De madera maciza o placa, de chapa, aluminio o PVC, las puertas de interior se clasifican en:

· Abatibles:  abren en un solo sentido, y son las más empleadas en todas las viviendas y salas. Admiten cualquier material.

· Vaivén: se mueven en cualquier sentido, generalmente sin manija, de modo que se abran con sólo empujarlas. Generalmente, se colocan entre la cocina y el comedor, para facilitar el servicio de la comida.

· Corredizas: su apertura se realiza por traslación horizontal y resuelven problemas de espacio. Placares, cocinas, armarios y bibliotecas son algunos de los lugares aconsejables.

· Plegadizas: formadas por varias hojas o piezas, que deben plegarse para su apertura. Son una práctica y económica solución para dividir ambientes y otorgar privacidad. Suelen utilizarse tanto en el hogar como en ambientes públicos.

Los materiales 

Desde la clásica industrialización hasta la actualidad, los materiales de las puertas variaron. Hoy, la oferta es amplia y acorde a diferentes necesidades. 

· De madera maciza. Son aquellas totalmente realizadas en madera, las más clásicas. Admiten varios diseños, muchos con carácter artesanal.

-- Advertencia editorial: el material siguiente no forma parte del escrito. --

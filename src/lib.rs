//! An offline-first client for the MoneyTalk transaction ledger.
//!
//! Transactions that cannot be delivered are kept in a durable local outbox and replayed in
//! order once the ledger is reachable again.

mod api;
pub mod args;
mod client;
pub mod commands;
mod config;
mod connectivity;
mod db;
mod error;
mod model;
mod outbox;
mod reconcile;
mod submit;
mod utils;

#[cfg(test)]
mod test;

pub use api::{HttpLedger, Ledger, LedgerResult, Mode, TestLedger, TEST_MODE_ENV};
pub use client::{Client, EntryList};
pub use config::Config;
pub use connectivity::{
    ConnectivityMonitor, ConnectivityState, HttpProbe, Probe, StaticProbe, Transition,
};
pub use error::{Error, ErrorKind, LedgerError, Result};
pub use model::{
    merge_entries, Amount, AmountError, AmountFormat, Category, LedgerEntry, ListFilters,
    NewTransaction, Pagination, PendingTransaction, Transaction, TransactionPage,
    TransactionPatch, TransactionType,
};
pub use outbox::Outbox;
pub use reconcile::{Confirmed, DrainReport, Failed, Reconciler};
pub use submit::{SubmitError, Submission, Submitter};
impl Reconciler {
    pub fn new(
        outbox: Outbox,
        ledger: Arc<dyn Ledger>,
        monitor: Arc<ConnectivityMonitor>,
        page_size: u32,
        min_interval: Duration,
    ) -> Self {
        Self {
            outbox,
            ledger,
            monitor,
            refresh: ListFilters::first_page(page_size),
            min_interval,
            in_flight: AtomicBool::new(false),
            last_pass: Mutex::new(None),
        }
    }

    pub fn is_draining(&self) -> bool {
        self.in_flight.load(Ordering::Acquire)
    }

    /// Runs one drain pass. With an empty outbox this is a no-op: no request is made and the
    /// connectivity state is not touched.
    ///
    /// A pass holds the outbox's drain lease from the snapshot to the final swap. While another
    /// pass holds it, in this process or another one on the same home, the request is coalesced.
    pub async fn drain(&self) -> Result<DrainReport> {
        let Some(_in_flight) = InFlight::acquire(&self.in_flight) else {
            debug!("Drain already in flight, coalescing");
            return Ok(DrainReport::Coalesced);
        };
        let Some(lease) = self.outbox.try_lease().await? else {
            debug!("Another session is draining the outbox, coalescing");
            return Ok(DrainReport::Coalesced);
        };

        let report = self.drain_leased(&lease).await;
        if let Err(e) = lease.release().await {
            warn!("{e:#}");
        }
        report
    }

    async fn drain_leased(&self, lease: &DrainLease) -> Result<DrainReport> {
        let snapshot = self.outbox.all().await?;
        if snapshot.is_empty() {
            return Ok(DrainReport::Empty);
        }
        *self.last_pass.lock().unwrap_or_else(PoisonError::into_inner) = Some(Instant::now());
        info!("Syncing {} pending transaction(s)", snapshot.len());

        let mut confirmed = Vec::new();
        let mut failed = Vec::new();
        let mut remaining = Vec::new();
        let mut attempted = 0;
        for entry in &snapshot {
            let held = lease.renew().await.unwrap_or_else(|e| {
                warn!("{e:#}");
                false
            });
            if !held {
                break;
            }
            attempted += 1;
            match self.ledger.create(&entry.payload, Some(&entry.temp_id)).await {
                Ok(transaction) => {
                    debug!("{} confirmed as {}", entry.temp_id, transaction.id);
                    confirmed.push(Confirmed {
                        temp_id: entry.temp_id.clone(),
                        transaction,
                    });
                }
                Err(e) => {
                    warn!("Failed to sync '{}' ({}): {e}", entry.payload.description, entry.temp_id);
                    failed.push(Failed::new(entry, &e));
                    remaining.push(entry.clone());
                }
            }
        }

        // Entries that were never attempted stay queued as they are
        self.outbox
            .replace_with(&snapshot[..attempted], &remaining)
            .await?;
        if attempted < snapshot.len() {
            bail!(
                "Lost the drain lease after {attempted} of {} transaction(s), the rest stay \
                pending",
                snapshot.len()
            );
        }

        if !failed.is_empty() {
            warn!("Failed to sync {} transaction(s)", failed.len());
            return Ok(DrainReport::Partial { confirmed, failed });
        }

        self.monitor.acknowledge_recovered();
        let refreshed = match self.ledger.list(&self.refresh).await {
            Ok(page) => Some(page),
            Err(e) => {
                warn!("Synced, but unable to refresh the transaction list: {e}");
                None
            }
        };
        info!("Synced {} transaction(s)", confirmed.len());
        Ok(DrainReport::Complete {
            confirmed,
            refreshed,
        })
    }

    /// A user asked to sync now. Checks reachability first, then drains regardless of how
    /// recently the last pass ran.
    pub async fn sync_now(&self) -> Result<DrainReport> {
        if self.is_draining() {
            return Ok(DrainReport::Coalesced);
        }
        if !self.monitor.probe().await {
            return Ok(DrainReport::Offline);
        }
        let report = self.drain().await?;
        if report == DrainReport::Empty {
            self.monitor.acknowledge_recovered();
        }
        Ok(report)
    }

    /// Connectivity came back. Drains unless a pass is in flight or ran within the minimum
    /// interval. With nothing to drain, the recovery is acknowledged right away.
    pub async fn on_recovered(&self) -> Result<DrainReport> {
        if self.is_draining() {
            debug!("Recovery while a drain is in flight, coalescing");
            return Ok(DrainReport::Coalesced);
        }
        if let Some(wait) = self.throttle_remaining() {
            debug!("Recovery within the minimum sync interval, waiting {wait:?}");
            return Ok(DrainReport::Throttled {
                retry_in_ms: u64::try_from(wait.as_millis()).unwrap_or(u64::MAX),
            });
        }
        if !self.monitor.probe().await {
            return Ok(DrainReport::Offline);
        }
        let report = self.drain().await?;
        if report == DrainReport::Empty {
            self.monitor.acknowledge_recovered();
        }
        Ok(report)
    }

    fn throttle_remaining(&self) -> Option<Duration> {
        let last = (*self.last_pass.lock().unwrap_or_else(PoisonError::into_inner))?;
        self.min_interval
            .checked_sub(last.elapsed())
            .filter(|d| !d.is_zero())
    }
}
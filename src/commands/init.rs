use crate::commands::Out;
use crate::{Config, Result};
use anyhow::Context;
use std::path::Path;

/// Creates the data directory, its subdirectories and:
/// - Creates an initial `config.json` file using `api_url` and `user_id`
/// - Moves `token_file`, if given, into its default location in the data dir
/// - Creates the local database that holds the outbox
///
/// # Errors
/// - Returns an error if the directory already holds a database or any file operations fail.
pub async fn init(
    moneytalk_home: &Path,
    api_url: &str,
    user_id: &str,
    token_file: Option<&Path>,
) -> Result<Out<()>> {
    let config = Config::create(moneytalk_home, api_url, user_id, token_file)
        .await
        .context("Unable to create the data directory and configs")?;
    Ok(format!(
        "Successfully created the moneytalk directory at {}",
        config.root().display()
    )
    .into())
}
use crate::api::Mode;
use crate::args::AddArgs;
use crate::client::Client;
use crate::commands::Out;
use crate::model::NewTransaction;
use crate::submit::Submission;
use crate::{Config, Result};
use chrono::Local;

/// Records a new transaction. When the API cannot be reached the transaction is saved to the
/// outbox and the command still succeeds. A transaction the API rejects is an error.
pub async fn add(config: Config, mode: Mode, args: AddArgs) -> Result<Out<Submission>> {
    let client = Client::new(config, mode).await?;
    let payload = NewTransaction {
        description: args.description,
        amount: args.amount,
        category_id: args.category_id,
        r#type: args.kind,
        date: args.date.unwrap_or_else(|| Local::now().date_naive()),
        user_id: client.config().user_id().to_string(),
    };
    let submission = client.submit(payload).await?;
    Ok(Out::new(submission.message(), submission))
}
use crate::api::Mode;
use crate::args::WatchArgs;
use crate::client::Client;
use crate::commands::Out;
use crate::connectivity::Transition;
use crate::reconcile::DrainReport;
use crate::{Config, Result};
use serde::Serialize;
use std::future::Future;
use std::io;
use std::time::Duration;
use tokio::sync::broadcast::error::RecvError;
use tokio::time::MissedTickBehavior;
use tracing::{debug, info, warn};

#[derive(Debug, Clone, Default, Serialize)]
#[serde(rename_all = "camelCase")]
pub struct WatchSummary {
    /// Drain passes that sent at least one request.
    pub passes: usize,
    pub confirmed: usize,
    /// Entries that failed in the most recent pass.
    pub failed: usize,
}

impl WatchSummary {
    fn record(&mut self, report: &DrainReport) {
        match report {
            DrainReport::Complete { .. } | DrainReport::Partial { .. } => {
                info!("{}", report.message());
                self.passes += 1;
                self.confirmed += report.confirmed().len();
                self.failed = report.failed().len();
            }
            _ => debug!("{}", report.message()),
        }
    }
}

/// Keeps a session open until Ctrl-C. The connection is probed every `interval_secs`; when it
/// comes back, or while transactions are pending, the outbox is drained.
pub async fn watch(config: Config, mode: Mode, args: WatchArgs) -> Result<Out<WatchSummary>> {
    let client = Client::new(config, mode).await?;
    let interval = Duration::from_secs(args.interval_secs.max(1));
    info!("Watching the connection every {}s, press Ctrl-C to stop", interval.as_secs());
    let summary = run(&client, interval, until_signal(tokio::signal::ctrl_c())).await?;
    Ok(Out::new(
        format!(
            "Stopped watching after syncing {} transaction(s)",
            summary.confirmed
        ),
        summary,
    ))
}

/// Resolves once `signal` fires. When the handler cannot be installed the watch stops right away.
async fn until_signal(signal: impl Future<Output = io::Result<()>>) {
    if let Err(e) = signal.await {
        warn!("Unable to listen for Ctrl-C, stopping: {e}");
    }
}

pub(crate) async fn run(
    client: &Client,
    interval: Duration,
    shutdown: impl Future<Output = ()>,
) -> Result<WatchSummary> {
    let mut summary = WatchSummary::default();
    let mut events = client.monitor().subscribe();
    let reconciler = client.reconciler();

    if !client.outbox().is_empty().await? {
        summary.record(&reconciler.on_recovered().await?);
    }

    let mut ticker = tokio::time::interval(interval);
    ticker.set_missed_tick_behavior(MissedTickBehavior::Delay);
    tokio::pin!(shutdown);

    loop {
        tokio::select! {
            _ = &mut shutdown => break,
            event = events.recv() => match event {
                Ok(Transition::Online) => summary.record(&reconciler.on_recovered().await?),
                Ok(Transition::Offline) => {}
                Err(RecvError::Lagged(missed)) => debug!("Missed {missed} connectivity events"),
                Err(RecvError::Closed) => break,
            },
            _ = ticker.tick() => {
                // Retry leftovers while stably online; the minimum interval paces this
                if client.monitor().probe().await && !client.outbox().is_empty().await? {
                    summary.record(&reconciler.on_recovered().await?);
                }
            }
        }
    }
    Ok(summary)
}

Por lo general, se ubican en la entrada de la vivienda, aunque también se las puede colocar en los interiores.   

· Aluminio. Desde Naos Aberturas sostienen que se trata de “un material que se caracteriza por su bajo mantenimiento, con gran  variedad en terminaciones y diseño. Además, estas puertas son herméticas y amigables con el ambiente. Admiten doble vidriado como una solución definitiva a la aislación térmica y acústica, y son indicadas para el acceso a patios, en su formato de puerta-ventana o ventana balcón.  

· Chapa. Bajo su modelo de chapa inyectada, están rellenas con poliuretano y pueden ser reforzadas o livianas. Brindan protección y ofrecen múltiples opciones de modelos y diseños. Se utilizan como puertas de entrada principal o de acceso a exteriores de patio. Óptima relación calidad-precio.

· PVC. Este material reciente de excelente aislación provee puertas durables y herméticas, con buen comportamiento de estanqueidad. Requieren mínimo mantenimiento, y se adaptan fácilmente a situaciones diferentes. Pueden reemplazar una abertura de madera u otro material, sin tener que emprender obra de albañilería. Su desventaja: el costo elevado. 

Puertas de seguridad

Al hablar de puertas seguras, usualmente se hace referencia a las puertas blindadas. Actualmente, representan una opción muy concreta para asegurar la vivienda:

Fernando Galarza, titular de la firma Galseg en Córdoba, sostiene: “cualquier puerta puede blindarse, hasta aquellas que son muy antiguas, y también las que tienen que seguir una línea de diseño por consorcio, o con molduras especiales ”.

Cuando se decide la compra directa de una puerta  blindada, Megaport distribuye y comercializa estas puertas que contienen “una estructura interior de chapa de acero con alta resistencia técnica, seguridad y barrera anti fuego” señala María Amuchástegui, gerente de la firma. 

Además, estas puertas disponen de cerraduras de máxima seguridad computadas y no copiables, con cilindros de acero resistentes a la tracción y protegidos contra los intentos de aperturas con barretas. Son altamente estéticas, de fácil instalación y adaptables a cualquier necesidad.